関西空港 幻の計画を調べる⑥

 前回の記事に引き続いて昭和40年代前半に検討されながらも、その後最終的な建設候補地選定の段階まで残ることのできなかった候補地について書いてみたいと思います。

阪和県府境案
 伊丹空港の混雑を目の当たりにした和歌山県議会議長の私案として公表された案です。和歌山県・市が調査をしていた記録は見つけられませんでしたが、和歌山の青年会議所がこの計画を推進していたとのことです。またその過程で専門家に依頼し具体的な滑走路配置を含めた計画図まで作成されていました。(下の写真です。) 滑走路・建物の配置は淡路島案に近く、井桁式の4本の滑走路を造るものです。4,000m滑走路を2本、3,500mと3,200mの滑走路を1本ずつ配置するとされています。

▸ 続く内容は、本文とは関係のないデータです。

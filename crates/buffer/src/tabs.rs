// Chunk: docs/chunks/tab_columns - Storage column to visual column mapping

//! Mapping between storage columns (scalar indices) and visual columns
//! (screen cells) for lines that contain tabs.
//!
//! Every scalar occupies one cell except the tab, which advances to the
//! next tab stop: a tab starting at visual column `v` is
//! `tab_width - v % tab_width` cells wide.

/// Cells occupied by a tab that starts at visual column `visual`.
pub fn tab_width_at(visual: usize, tab_width: usize) -> usize {
    let width = tab_width.max(1);
    width - visual % width
}

fn cell_width(ch: char, visual: usize, tab_width: usize) -> usize {
    if ch == '\t' {
        tab_width_at(visual, tab_width)
    } else {
        1
    }
}

/// Visual column of the left edge of storage column `col`.
///
/// `col` past the end of the line is treated as the end of the line.
pub fn visual_column(line: &[char], col: usize, tab_width: usize) -> usize {
    line.iter()
        .take(col)
        .fold(0, |visual, &ch| visual + cell_width(ch, visual, tab_width))
}

/// Visual width of the scalars up to and including `col`.
///
/// The end-of-line slot counts as one cell, so for a line without tabs this
/// is `col + 1`.
pub fn adjust_for_tabs(line: &[char], col: usize, tab_width: usize) -> usize {
    let col = col.min(line.len());
    let left = visual_column(line, col, tab_width);
    match line.get(col) {
        Some(&ch) => left + cell_width(ch, left, tab_width),
        None => left + 1,
    }
}

/// Inverse of [`adjust_for_tabs`]: the first storage column whose visual
/// extent reaches `visual`, clamped to the line length.
pub fn from_tab_adjusted(line: &[char], visual: usize, tab_width: usize) -> usize {
    if visual == 0 {
        return 0;
    }
    let mut reached = 0;
    for (col, &ch) in line.iter().enumerate() {
        reached += cell_width(ch, reached, tab_width);
        if reached >= visual {
            return col;
        }
    }
    line.len()
}

/// The storage column a caret should take to sit at visual column
/// `visual`. Inside a tab the caret lands before the tab.
pub fn column_at_visual(line: &[char], visual: usize, tab_width: usize) -> usize {
    let mut left = 0;
    for (col, &ch) in line.iter().enumerate() {
        let right = left + cell_width(ch, left, tab_width);
        if visual < right {
            return col;
        }
        left = right;
    }
    line.len()
}

/// Total visual width of the line.
pub fn tab_adjusted_len(line: &[char], tab_width: usize) -> usize {
    visual_column(line, line.len(), tab_width)
}

#[cfg(test)]
mod tests {
    use super::*;

    fn chars(s: &str) -> Vec<char> {
        s.chars().collect()
    }

    #[test]
    fn test_tab_width_formula() {
        assert_eq!(tab_width_at(0, 4), 4);
        assert_eq!(tab_width_at(1, 4), 3);
        assert_eq!(tab_width_at(3, 4), 1);
        assert_eq!(tab_width_at(4, 4), 4);
        assert_eq!(tab_width_at(5, 8), 3);
    }

    #[test]
    fn test_zero_tab_width_is_treated_as_one() {
        assert_eq!(tab_width_at(7, 0), 1);
    }

    #[test]
    fn test_adjust_without_tabs() {
        let line = chars("abc");
        assert_eq!(adjust_for_tabs(&line, 0, 4), 1);
        assert_eq!(adjust_for_tabs(&line, 2, 4), 3);
        assert_eq!(adjust_for_tabs(&line, 3, 4), 4);
    }

    #[test]
    fn test_adjust_after_tab() {
        let line = chars("a\tb");
        assert_eq!(adjust_for_tabs(&line, 2, 4), 5);
        assert_eq!(from_tab_adjusted(&line, 5, 4), 2);
    }

    #[test]
    fn test_from_tab_adjusted_inside_tab() {
        let line = chars("a\tb");
        assert_eq!(from_tab_adjusted(&line, 0, 4), 0);
        assert_eq!(from_tab_adjusted(&line, 2, 4), 1);
        assert_eq!(from_tab_adjusted(&line, 4, 4), 1);
        assert_eq!(from_tab_adjusted(&line, 99, 4), 3);
    }

    #[test]
    fn test_round_trip_every_column() {
        let line = chars("\tab\t\tc d\t");
        for col in 0..=line.len() {
            let visual = adjust_for_tabs(&line, col, 4);
            assert_eq!(from_tab_adjusted(&line, visual, 4), col, "col {}", col);
        }
    }

    #[test]
    fn test_visual_column_and_caret_placement() {
        let line = chars("\tx");
        assert_eq!(visual_column(&line, 1, 4), 4);
        assert_eq!(column_at_visual(&line, 0, 4), 0);
        assert_eq!(column_at_visual(&line, 2, 4), 0);
        assert_eq!(column_at_visual(&line, 4, 4), 1);
        assert_eq!(column_at_visual(&line, 9, 4), 2);
    }

    #[test]
    fn test_tab_adjusted_len() {
        assert_eq!(tab_adjusted_len(&chars("ab\tc"), 4), 5);
        assert_eq!(tab_adjusted_len(&chars(""), 4), 0);
        assert_eq!(tab_adjusted_len(&chars("\t\t"), 2), 4);
    }
}
// Chunk: docs/chunks/clipboard_context - Clipboard contract and multi-cursor transfers

//! Copy, cut and paste across all cursors.
//!
//! The clipboard is a collaborator passed in by the caller; the buffer
//! never reaches for a process-wide instance. A multi-cursor copy stores
//! one segment per cursor. Pasting the same number of segments back into
//! the same number of cursors gives each cursor its own segment.

use crate::text_buffer::TextBuffer;
use crate::text_view::TextView;

/// A plain-text clipboard.
///
/// Implementations backed by a system clipboard usually only implement
/// `text` and `set_text`; the per-cursor segment methods then fall back to
/// the joined text.
pub trait Clipboard {
    fn text(&self) -> String;

    fn set_text(&mut self, text: &str);

    /// The per-cursor segments of the last multi-cursor copy, if the
    /// clipboard still holds them.
    fn multi_text(&self) -> Option<Vec<String>> {
        None
    }

    /// Stores one segment per cursor. The plain text becomes the segments
    /// joined by `'\n'`.
    fn set_multi_text(&mut self, segments: Vec<String>) {
        self.set_text(&segments.join("\n"));
    }
}

/// An in-process clipboard.
#[derive(Debug, Clone, Default, PartialEq, Eq)]
pub struct MemoryClipboard {
    text: String,
    segments: Option<Vec<String>>,
}

impl MemoryClipboard {
    pub fn new() -> Self {
        Self::default()
    }
}

impl Clipboard for MemoryClipboard {
    fn text(&self) -> String {
        self.text.clone()
    }

    fn set_text(&mut self, text: &str) {
        self.text = text.to_string();
        self.segments = None;
    }

    fn multi_text(&self) -> Option<Vec<String>> {
        self.segments.clone()
    }

    fn set_multi_text(&mut self, segments: Vec<String>) {
        self.text = segments.join("\n");
        self.segments = Some(segments);
    }
}

impl TextBuffer {
    /// Copies every cursor's selection, one segment per cursor.
    pub fn copy_to(&self, clipboard: &mut dyn Clipboard) {
        clipboard.set_multi_text(self.selected_texts());
    }

    /// Copies, then deletes every selection.
    pub fn cut_to(&mut self, clipboard: &mut dyn Clipboard) -> isize {
        self.copy_to(clipboard);
        self.cursor_delete_selection()
    }

    /// Replaces every selection with clipboard text.
    ///
    /// With more than one cursor and exactly one segment per cursor, each
    /// cursor receives its own segment. Segments come from the last
    /// multi-cursor copy, or else from the lines of the plain text.
    /// Otherwise every cursor receives the whole text.
    pub fn paste_from(&mut self, clipboard: &dyn Clipboard) -> isize {
        let text = clipboard.text();
        let segments = clipboard
            .multi_text()
            .unwrap_or_else(|| TextView::new(&text).lines().map(str::to_string).collect());

        if self.cursors.len() < 2 || segments.len() != self.cursors.len() {
            return self.cursor_insert_text(&TextView::new(&text));
        }

        let mut change = self.cursor_delete_selection();
        if self.cursors.len() != segments.len() {
            return change + self.cursor_insert_text(&TextView::new(&text));
        }
        for (idx, segment) in segments.iter().enumerate() {
            change += self.insert_at_cursor(idx, &TextView::new(segment)) as isize;
        }
        self.selection_clear();
        change
    }
}

#[cfg(test)]
mod tests {
    use super::*;
    use crate::types::{Cursor, Position};

    fn pos(line: usize, col: usize) -> Position {
        Position::new(line, col)
    }

    /// A clipboard that only speaks plain text.
    #[derive(Default)]
    struct PlainClipboard(String);

    impl Clipboard for PlainClipboard {
        fn text(&self) -> String {
            self.0.clone()
        }

        fn set_text(&mut self, text: &str) {
            self.0 = text.to_string();
        }
    }

    // ==================== MemoryClipboard Tests ====================

    #[test]
    fn test_set_text_drops_segments() {
        let mut clip = MemoryClipboard::new();
        clip.set_multi_text(vec!["a".into(), "b".into()]);
        assert_eq!(clip.text(), "a\nb");
        clip.set_text("c");
        assert_eq!(clip.multi_text(), None);
    }

    // ==================== Copy / Cut Tests ====================

    #[test]
    fn test_copy_joins_segments_in_cursor_order() {
        let mut buf = TextBuffer::from_str("one two\nthree");
        buf.clear_cursors();
        buf.add_cursor(Cursor::new(pos(1, 0), pos(1, 5)));
        buf.add_cursor(Cursor::new(pos(0, 4), pos(0, 7)));
        let mut clip = PlainClipboard::default();
        buf.copy_to(&mut clip);
        assert_eq!(clip.text(), "two\nthree");
    }

    #[test]
    fn test_cut_removes_selection() {
        let mut buf = TextBuffer::from_str("hello world");
        buf.clear_cursors();
        buf.add_cursor(Cursor::new(pos(0, 5), pos(0, 11)));
        let mut clip = MemoryClipboard::new();
        assert_eq!(buf.cut_to(&mut clip), -6);
        assert_eq!(buf.content(), "hello");
        assert_eq!(clip.text(), " world");
    }

    // ==================== Paste Tests ====================

    #[test]
    fn test_paste_single_cursor_inserts_whole_text() {
        let mut buf = TextBuffer::from_str("ab");
        buf.set_cursor(pos(0, 1));
        let mut clip = MemoryClipboard::new();
        clip.set_text("x\ny");
        assert_eq!(buf.paste_from(&clip), 3);
        assert_eq!(buf.content(), "ax\nyb");
        assert_eq!(buf.cursors(), &[Cursor::caret_at(pos(1, 1))]);
    }

    #[test]
    fn test_paste_distributes_segments() {
        let mut buf = TextBuffer::from_str("a\nb\nc");
        buf.set_cursor(pos(0, 1));
        buf.add_cursor(Cursor::caret_at(pos(1, 1)));
        buf.add_cursor(Cursor::caret_at(pos(2, 1)));
        let mut clip = MemoryClipboard::new();
        clip.set_multi_text(vec!["1".into(), "2".into(), "3".into()]);
        assert_eq!(buf.paste_from(&clip), 3);
        assert_eq!(buf.content(), "a1\nb2\nc3");
    }

    #[test]
    fn test_paste_distributes_plain_lines() {
        let mut buf = TextBuffer::from_str("a\nb");
        buf.set_cursor(pos(0, 1));
        buf.add_cursor(Cursor::caret_at(pos(1, 1)));
        let clip = PlainClipboard("x\ny".to_string());
        buf.paste_from(&clip);
        assert_eq!(buf.content(), "ax\nby");
    }

    #[test]
    fn test_paste_mismatched_count_inserts_everywhere() {
        let mut buf = TextBuffer::from_str("a\nb");
        buf.set_cursor(pos(0, 1));
        buf.add_cursor(Cursor::caret_at(pos(1, 1)));
        let clip = PlainClipboard("x".to_string());
        assert_eq!(buf.paste_from(&clip), 2);
        assert_eq!(buf.content(), "ax\nbx");
    }

    #[test]
    fn test_copy_then_paste_round_trips_multi_cursor() {
        let mut buf = TextBuffer::from_str("k1 = v1\nk2 = v2");
        buf.clear_cursors();
        buf.add_cursor(Cursor::new(pos(0, 0), pos(0, 2)));
        buf.add_cursor(Cursor::new(pos(1, 0), pos(1, 2)));
        let mut clip = MemoryClipboard::new();
        buf.copy_to(&mut clip);
        buf.cursor_move_to_line_end();
        buf.cursor_insert_text(&TextView::new(" # "));
        buf.paste_from(&clip);
        assert_eq!(buf.content(), "k1 = v1 # k1\nk2 = v2 # k2");
    }
}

 大阪から60km弱と他の案に比べるとやや遠いという印象は受けますが、至近に南海本線が走り、なんばから約50分程度でアクセス可能になっていたことでしょう。また海に近いことから海上アクセスも可能な立地で、さらに昔から計画のある紀淡海峡のトンネル・橋梁が完成すれば、四国からのアクセスは容易に、また神戸・播州地域から大阪を通らずにアクセスが可能となり、周辺の開発状況によってアクセスはさらなる改善がされていた可能性もあります。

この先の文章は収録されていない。